> [The problem]
Among the entries that follow, the required portion opens with the line containing "from browser upload" and closes with the line containing "call assembles them". Give that portion again exactly, and nothing else.

> [Excerpted records]
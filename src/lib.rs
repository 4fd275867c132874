//! upload-assembler - Chunked-upload assembly engine for resumable upload clients
//!
//! This crate accepts whole files and file fragments from browser upload
//! widgets and turns them into finished artifacts:
//! - Fragments stored per upload id until a finalize call assembles them
//! - Extension, MIME type and size policy checked before bytes are kept
//! - At most one assembly per upload id at a time
//! - Probabilistic (or periodic) cleanup of abandoned fragment sets

pub mod api;
pub mod chunk_store;
pub mod config;
#[cfg(test)]
pub mod testutil;
pub mod upload;

use config::Config;
use upload::UploadCoordinator;

/// Shared application state
pub struct AppState {
    pub config: Config,
    pub uploads: UploadCoordinator,
}
mod admin;
mod uploads;

pub use admin::{health, sweep_chunks};
pub use uploads::{combine_upload, delete_upload, upload_file};
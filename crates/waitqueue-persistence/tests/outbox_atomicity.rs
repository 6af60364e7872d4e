mod test_support;

use uuid::Uuid;
use waitqueue_core::{EventLogStore, OutboxStore, PendingEvent};
use waitqueue_domain::WaitingQueueEventKind;
use waitqueue_persistence::{PgEventStore, PgOutboxStore, PoolProvider};

/// §4.2 invariant 3: every saved event has exactly one matching outbox row,
/// inserted in the same transaction.
#[test]
fn saving_an_event_enqueues_exactly_one_outbox_row() {
    let Some(pool) = test_support::TEST_POOL.clone() else {
        eprintln!("DATABASE_URL not set - skipping outbox atomicity test");
        return;
    };
    let event_store: PgEventStore<PoolProvider, WaitingQueueEventKind> =
        PgEventStore::new(PoolProvider { pool: pool.clone() });
    let outbox_store = PgOutboxStore::new(PoolProvider { pool });

    let aggregate_id = format!("queue-{}", Uuid::new_v4());
    let saved = event_store
        .save(
            &aggregate_id,
            0,
            vec![PendingEvent::new(
                WaitingQueueEventKind::ConsultingRoomActivated { room_id: "room-2".into() },
                Uuid::new_v4(),
                Uuid::new_v4(),
                "test-runner",
            )],
        )
        .expect("save event");

    let pending = outbox_store.fetch_pending(1000).expect("fetch pending");
    let matches: Vec<_> = pending
        .iter()
        .filter(|row| row.event_id == saved[0].metadata.event_id)
        .collect();
    assert_eq!(matches.len(), 1);
    assert_eq!(matches[0].aggregate_id, aggregate_id);

    outbox_store.mark_dispatched(matches[0].outbox_id).expect("mark dispatched");
    let still_pending = outbox_store.fetch_pending(1000).expect("fetch pending again");
    assert!(!still_pending.iter().any(|row| row.outbox_id == matches[0].outbox_id));
}
//! Event envelope types and the append-only `EventLogStore` trait.

mod store;
mod types;

pub use store::{EventLogStore, InMemoryEventLogStore};
pub use types::{DomainEvent, EventKind, EventMetadata, PendingEvent};
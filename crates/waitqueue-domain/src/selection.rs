//! Deterministic patient selection (§4.1.1): priority tier, then FIFO by
//! `check_in_time`, tie-broken by `queue_position`. Pure function over a
//! candidate slice, mirroring the teacher's `PropertySelectionPolicy::choose`
//! shape (a total order over candidates, no hidden state).

use crate::patient::WaitingPatient;

/// Returns the index (into `candidates`) of the patient that should be
/// selected next, or `None` if `candidates` is empty. Calling this twice on
/// the same slice always returns the same index (§8 determinism).
pub fn select_next(candidates: &[&WaitingPatient]) -> Option<usize> {
    candidates
        .iter()
        .enumerate()
        .min_by(|(_, a), (_, b)| {
            a.priority
                .tier_rank()
                .cmp(&b.priority.tier_rank())
                .then(a.check_in_time.cmp(&b.check_in_time))
                .then(a.queue_position.cmp(&b.queue_position))
        })
        .map(|(idx, _)| idx)
}

#[cfg(test)]
mod tests {
    use super::*;
    use crate::patient::{PatientState, Priority};
    use chrono::{Duration, Utc};

    fn patient(id: &str, priority: Priority, offset_secs: i64, queue_position: u64) -> WaitingPatient {
        WaitingPatient {
            patient_id: id.into(),
            patient_name: id.into(),
            priority,
            consultation_type: "General".into(),
            check_in_time: Utc::now() + Duration::seconds(offset_secs),
            queue_position,
            notes: None,
            state: PatientState::EnEsperaTaquilla,
            payment_attempts: 0,
            cashier_absence_retries: 0,
            consultation_absence_retries: 0,
            claiming_room_id: None,
        }
    }

    #[test]
    fn higher_tier_wins_regardless_of_arrival_order() {
        let high = patient("P1", Priority::High, 10, 1);
        let medium = patient("P2", Priority::Medium, 0, 0);
        let candidates = vec![&medium, &high];
        let idx = select_next(&candidates).unwrap();
        assert_eq!(candidates[idx].patient_id, "P1");
    }

    #[test]
    fn fifo_within_tier_tie_broken_by_queue_position() {
        let a = patient("A", Priority::Medium, 0, 5);
        let b = patient("B", Priority::Medium, 0, 2);
        let candidates = vec![&a, &b];
        let idx = select_next(&candidates).unwrap();
        assert_eq!(candidates[idx].patient_id, "B");
    }

    #[test]
    fn empty_candidates_select_none() {
        let candidates: Vec<&WaitingPatient> = Vec::new();
        assert!(select_next(&candidates).is_none());
    }
}
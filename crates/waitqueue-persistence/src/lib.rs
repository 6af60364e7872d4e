//! waitqueue-persistence
//!
//! Postgres (Diesel) implementations of `waitqueue-core`'s storage traits:
//! the append-only event log, the transactional outbox, per-event lag
//! tracking, and projection checkpoints/idempotency ledger.
//!
//! Modules:
//! - `pg`: Diesel/r2d2-backed implementations.
//! - `migrations`: embedded Diesel migration runner.
//! - `config`: environment-driven `DbConfig`/`OutboxConfig`/`BusConfig`.
//! - `schema`: hand-maintained Diesel table declarations.

pub mod config;
pub mod error;
pub mod migrations;
pub mod pg;
pub mod schema;

pub use config::{init_dotenv, BusConfig, DbConfig, OutboxConfig};
pub use error::PersistenceError;
pub use pg::{
    build_dev_pool_from_env, build_pool, ConnectionProvider, LagStatistics, PgCheckpointStore,
    PgEventStore, PgLagTracker, PgOutboxStore, PgPool, PoolProvider,
};
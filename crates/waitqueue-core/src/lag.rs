//! Lag/latency tracking between an event's creation, its publish to the bus,
//! and its processing by the projection engine (§4.6).
//!
//! `record_created` is inlined directly into `EventLogStore::save`'s
//! transaction rather than routed through this trait, since the CREATED row
//! must be inserted atomically alongside the event and outbox rows it
//! measures. `record_published`/`record_processed` are called by the
//! dispatcher and projection engine respectively, once each event actually
//! clears that stage.

use uuid::Uuid;

use crate::errors::CoreError;

pub trait LagTracker {
    /// Called by the dispatcher immediately after a successful publish.
    fn record_published(&self, event_id: Uuid) -> Result<(), CoreError>;

    /// Called by the projection engine immediately after an event is
    /// applied to the read views (not on an idempotent no-op replay).
    fn record_processed(&self, event_id: Uuid) -> Result<(), CoreError>;
}

/// In-memory `LagTracker`, for tests and single-process demos. Records only
/// which event ids reached each stage — it has no timestamps to compute
/// latency from, since nothing in this crate's tests needs that.
#[derive(Default)]
pub struct InMemoryLagTracker {
    published: std::sync::Mutex<std::collections::HashSet<Uuid>>,
    processed: std::sync::Mutex<std::collections::HashSet<Uuid>>,
}

impl InMemoryLagTracker {
    pub fn new() -> Self {
        Self::default()
    }

    pub fn was_published(&self, event_id: Uuid) -> bool {
        self.published.lock().expect("lag mutex poisoned").contains(&event_id)
    }

    pub fn was_processed(&self, event_id: Uuid) -> bool {
        self.processed.lock().expect("lag mutex poisoned").contains(&event_id)
    }
}

impl LagTracker for InMemoryLagTracker {
    fn record_published(&self, event_id: Uuid) -> Result<(), CoreError> {
        self.published.lock().expect("lag mutex poisoned").insert(event_id);
        Ok(())
    }

    fn record_processed(&self, event_id: Uuid) -> Result<(), CoreError> {
        self.processed.lock().expect("lag mutex poisoned").insert(event_id);
        Ok(())
    }
}

#[cfg(test)]
mod tests {
    use super::*;

    #[test]
    fn records_are_queryable_per_event() {
        let tracker = InMemoryLagTracker::new();
        let id = Uuid::new_v4();
        assert!(!tracker.was_published(id));

        tracker.record_published(id).unwrap();
        assert!(tracker.was_published(id));
        assert!(!tracker.was_processed(id));

        tracker.record_processed(id).unwrap();
        assert!(tracker.was_processed(id));
    }
}
//! `ProjectionContext`: owns the four read views and applies one event's
//! worth of deterministic updates to them (§4.5 step 3). Idempotency-key
//! derivation, the ledger check and checkpointing are the engine's job, not
//! this struct's — this is purely "given an event I know I must apply,
//! update the views".

use chrono::{DateTime, Utc};
use waitqueue_domain::{PatientState, WaitingQueueEventKind};

use crate::views::{
    CompletedAttentionEntry, MonitorView, NextTurnEntry, NextTurnStation, NextTurnView,
    QueuedPatient, QueueStateView, RecentHistoryView,
};

#[derive(Debug, Default)]
pub struct ProjectionContext {
    pub monitor: MonitorView,
    pub queue_state: QueueStateView,
    pub next_turn: NextTurnView,
    pub recent_history: RecentHistoryView,
}

impl ProjectionContext {
    pub fn new() -> Self {
        Self::default()
    }

    pub fn reset_all(&mut self) {
        self.monitor.reset();
        self.queue_state.reset();
        self.next_turn.reset();
        self.recent_history.reset();
    }

    /// Applies one event's effect to whichever views it touches. `queue_id`
    /// is the triggering aggregate's id (queues and the `WaitingQueue`
    /// aggregate are the same thing in this model). `occurred_at` is the
    /// event's own timestamp, not the clock at apply time, so a `rebuild()`
    /// replaying later than the original incremental processing produces a
    /// byte-equivalent view (§8).
    pub fn apply_event(&mut self, queue_id: &str, kind: &WaitingQueueEventKind, occurred_at: DateTime<Utc>) {
        match kind {
            WaitingQueueEventKind::WaitingQueueCreated { max_capacity, .. } => {
                self.monitor.on_queue_created(queue_id, *max_capacity);
                self.queue_state.on_queue_created(queue_id, *max_capacity);
            }
            WaitingQueueEventKind::PatientCheckedIn {
                patient_id,
                patient_name,
                priority,
                check_in_time,
                queue_position,
                ..
            } => {
                self.monitor.on_patient_checked_in(queue_id, *priority, *check_in_time);
                self.queue_state.on_patient_checked_in(
                    queue_id,
                    QueuedPatient {
                        patient_id: patient_id.clone(),
                        patient_name: patient_name.clone(),
                        priority: *priority,
                        state: PatientState::EnEsperaTaquilla,
                        check_in_time: *check_in_time,
                        queue_position: *queue_position,
                    },
                );
            }
            WaitingQueueEventKind::PatientCalledAtCashier { patient_id } => {
                self.queue_state.set_patient_state(queue_id, patient_id, PatientState::EnTaquilla);
                if let Some(name) = self.patient_name(queue_id, patient_id) {
                    self.next_turn.set_cashier_next(
                        queue_id,
                        NextTurnEntry {
                            patient_id: patient_id.clone(),
                            patient_name: name,
                            station: NextTurnStation::Cashier,
                        },
                    );
                }
            }
            WaitingQueueEventKind::PatientPaymentValidated { patient_id } => {
                self.queue_state.set_patient_state(queue_id, patient_id, PatientState::EnEsperaConsulta);
                self.next_turn.clear_cashier_next(queue_id);
            }
            WaitingQueueEventKind::PatientPaymentPending { patient_id, .. } => {
                self.queue_state.set_patient_state(queue_id, patient_id, PatientState::PagoPendiente);
            }
            WaitingQueueEventKind::PatientAbsentAtCashier { patient_id, .. } => {
                self.queue_state.set_patient_state(queue_id, patient_id, PatientState::AusenteTaquilla);
                self.next_turn.clear_cashier_next(queue_id);
            }
            WaitingQueueEventKind::PatientCancelledByPayment { patient_id, .. } => {
                self.next_turn.clear_cashier_next(queue_id);
                if let Some(removed) = self.queue_state.remove_patient(queue_id, patient_id) {
                    self.monitor.on_patient_left(queue_id, removed.priority, removed.check_in_time);
                }
            }
            WaitingQueueEventKind::ConsultingRoomActivated { .. }
            | WaitingQueueEventKind::ConsultingRoomDeactivated { .. } => {
                // Consulting-room registry isn't reflected in any read view (§3).
            }
            WaitingQueueEventKind::PatientClaimedForAttention { patient_id, station_id } => {
                self.queue_state.set_patient_state(queue_id, patient_id, PatientState::LlamadoConsulta);
                if let Some(name) = self.patient_name(queue_id, patient_id) {
                    self.next_turn.set_consultation_next(
                        queue_id,
                        NextTurnEntry {
                            patient_id: patient_id.clone(),
                            patient_name: name,
                            station: NextTurnStation::Consultation { room_id: station_id.clone() },
                        },
                    );
                }
            }
            WaitingQueueEventKind::PatientConsultationStarted { patient_id } => {
                self.queue_state.set_patient_state(queue_id, patient_id, PatientState::EnConsulta);
            }
            WaitingQueueEventKind::PatientAttentionCompleted { patient_id, outcome } => {
                self.next_turn.clear_consultation_next(queue_id);
                if let Some(removed) = self.queue_state.remove_patient(queue_id, patient_id) {
                    self.monitor.on_patient_left(queue_id, removed.priority, removed.check_in_time);
                    self.recent_history.record(
                        queue_id,
                        CompletedAttentionEntry {
                            patient_id: removed.patient_id,
                            patient_name: removed.patient_name,
                            outcome: outcome.clone(),
                            completed_at: occurred_at,
                        },
                    );
                }
            }
            WaitingQueueEventKind::PatientAbsentAtConsultation { patient_id, .. } => {
                self.queue_state.set_patient_state(queue_id, patient_id, PatientState::AusenteConsulta);
                self.next_turn.clear_consultation_next(queue_id);
            }
            WaitingQueueEventKind::PatientCancelledByAbsence { patient_id } => {
                self.next_turn.clear_consultation_next(queue_id);
                if let Some(removed) = self.queue_state.remove_patient(queue_id, patient_id) {
                    self.monitor.on_patient_left(queue_id, removed.priority, removed.check_in_time);
                }
            }
        }
    }

    fn patient_name(&self, queue_id: &str, patient_id: &str) -> Option<String> {
        self.queue_state
            .get(queue_id)?
            .patients
            .iter()
            .find(|p| p.patient_id == patient_id)
            .map(|p| p.patient_name.clone())
    }
}
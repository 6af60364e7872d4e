//! `WaitingPatient` entity and its value objects (§3).

use chrono::{DateTime, Utc};
use serde::{Deserialize, Serialize};

use crate::error::DomainError;

#[derive(Debug, Clone, Copy, PartialEq, Eq, PartialOrd, Ord, Serialize, Deserialize)]
pub enum Priority {
    Low,
    Medium,
    High,
    /// Reserved for auto-prioritization; not directly assignable from a
    /// check-in request (resolved Open Question, see SPEC_FULL.md §3.2).
    Urgent,
}

impl Priority {
    /// Derive.hack: used to rank patients within `selection::order_candidates`.
    /// Higher tier sorts first. `Urgent` folds into the `High` tier per the
    /// resolved priority policy.
    pub fn tier_rank(self) -> u8 {
        match self {
            Priority::High | Priority::Urgent => 0,
            Priority::Medium => 1,
            Priority::Low => 2,
        }
    }

    pub fn from_request_str(s: &str) -> Result<Self, DomainError> {
        match s {
            "Low" => Ok(Priority::Low),
            "Medium" => Ok(Priority::Medium),
            "High" => Ok(Priority::High),
            "Urgent" => Err(DomainError::InvalidPriority(
                "Urgent is reserved for auto-prioritization".into(),
            )),
            other => Err(DomainError::InvalidPriority(other.to_string())),
        }
    }
}

/// Per-patient state machine (§4.1).
#[derive(Debug, Clone, Copy, PartialEq, Eq, Serialize, Deserialize)]
pub enum PatientState {
    Registrado,
    EnEsperaTaquilla,
    EnTaquilla,
    PagoPendiente,
    AusenteTaquilla,
    EnEsperaConsulta,
    LlamadoConsulta,
    EnConsulta,
    AusenteConsulta,
    Finalizado,
    CanceladoPorPago,
    CanceladoPorAusencia,
}

impl PatientState {
    pub fn is_terminal(self) -> bool {
        matches!(
            self,
            PatientState::Finalizado
                | PatientState::CanceladoPorPago
                | PatientState::CanceladoPorAusencia
        )
    }

    pub fn label(self) -> &'static str {
        match self {
            PatientState::Registrado => "Registrado",
            PatientState::EnEsperaTaquilla => "EnEsperaTaquilla",
            PatientState::EnTaquilla => "EnTaquilla",
            PatientState::PagoPendiente => "PagoPendiente",
            PatientState::AusenteTaquilla => "AusenteTaquilla",
            PatientState::EnEsperaConsulta => "EnEsperaConsulta",
            PatientState::LlamadoConsulta => "LlamadoConsulta",
            PatientState::EnConsulta => "EnConsulta",
            PatientState::AusenteConsulta => "AusenteConsulta",
            PatientState::Finalizado => "Finalizado",
            PatientState::CanceladoPorPago => "CanceladoPorPago",
            PatientState::CanceladoPorAusencia => "CanceladoPorAusencia",
        }
    }
}

/// Outcome recorded by `completeAttention`.
#[derive(Debug, Clone, PartialEq, Eq, Serialize, Deserialize)]
pub struct AttentionOutcome {
    pub summary: String,
    pub notes: Option<String>,
}

pub const MAX_PAYMENT_ATTEMPTS: u32 = 3;
pub const MAX_CASHIER_ABSENCE_RETRIES: u32 = 2;
pub const MAX_CONSULTATION_ABSENCE_RETRIES: u32 = 1;

#[derive(Debug, Clone, PartialEq, Serialize, Deserialize)]
pub struct WaitingPatient {
    pub patient_id: String,
    pub patient_name: String,
    pub priority: Priority,
    pub consultation_type: String,
    pub check_in_time: DateTime<Utc>,
    pub queue_position: u64,
    pub notes: Option<String>,
    pub state: PatientState,
    pub payment_attempts: u32,
    pub cashier_absence_retries: u32,
    pub consultation_absence_retries: u32,
    pub claiming_room_id: Option<String>,
}

pub fn validate_consultation_type(consultation_type: &str) -> Result<(), DomainError> {
    let len = consultation_type.chars().count();
    if !(2..=100).contains(&len) {
        return Err(DomainError::InvalidConsultationType(
            consultation_type.to_string(),
        ));
    }
    Ok(())
}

> [Result below]
//! This crate accepts whole files and file fragments from browser upload
//! widgets and turns them into finished artifacts:
//! - Fragments stored per upload id until a finalize call assembles them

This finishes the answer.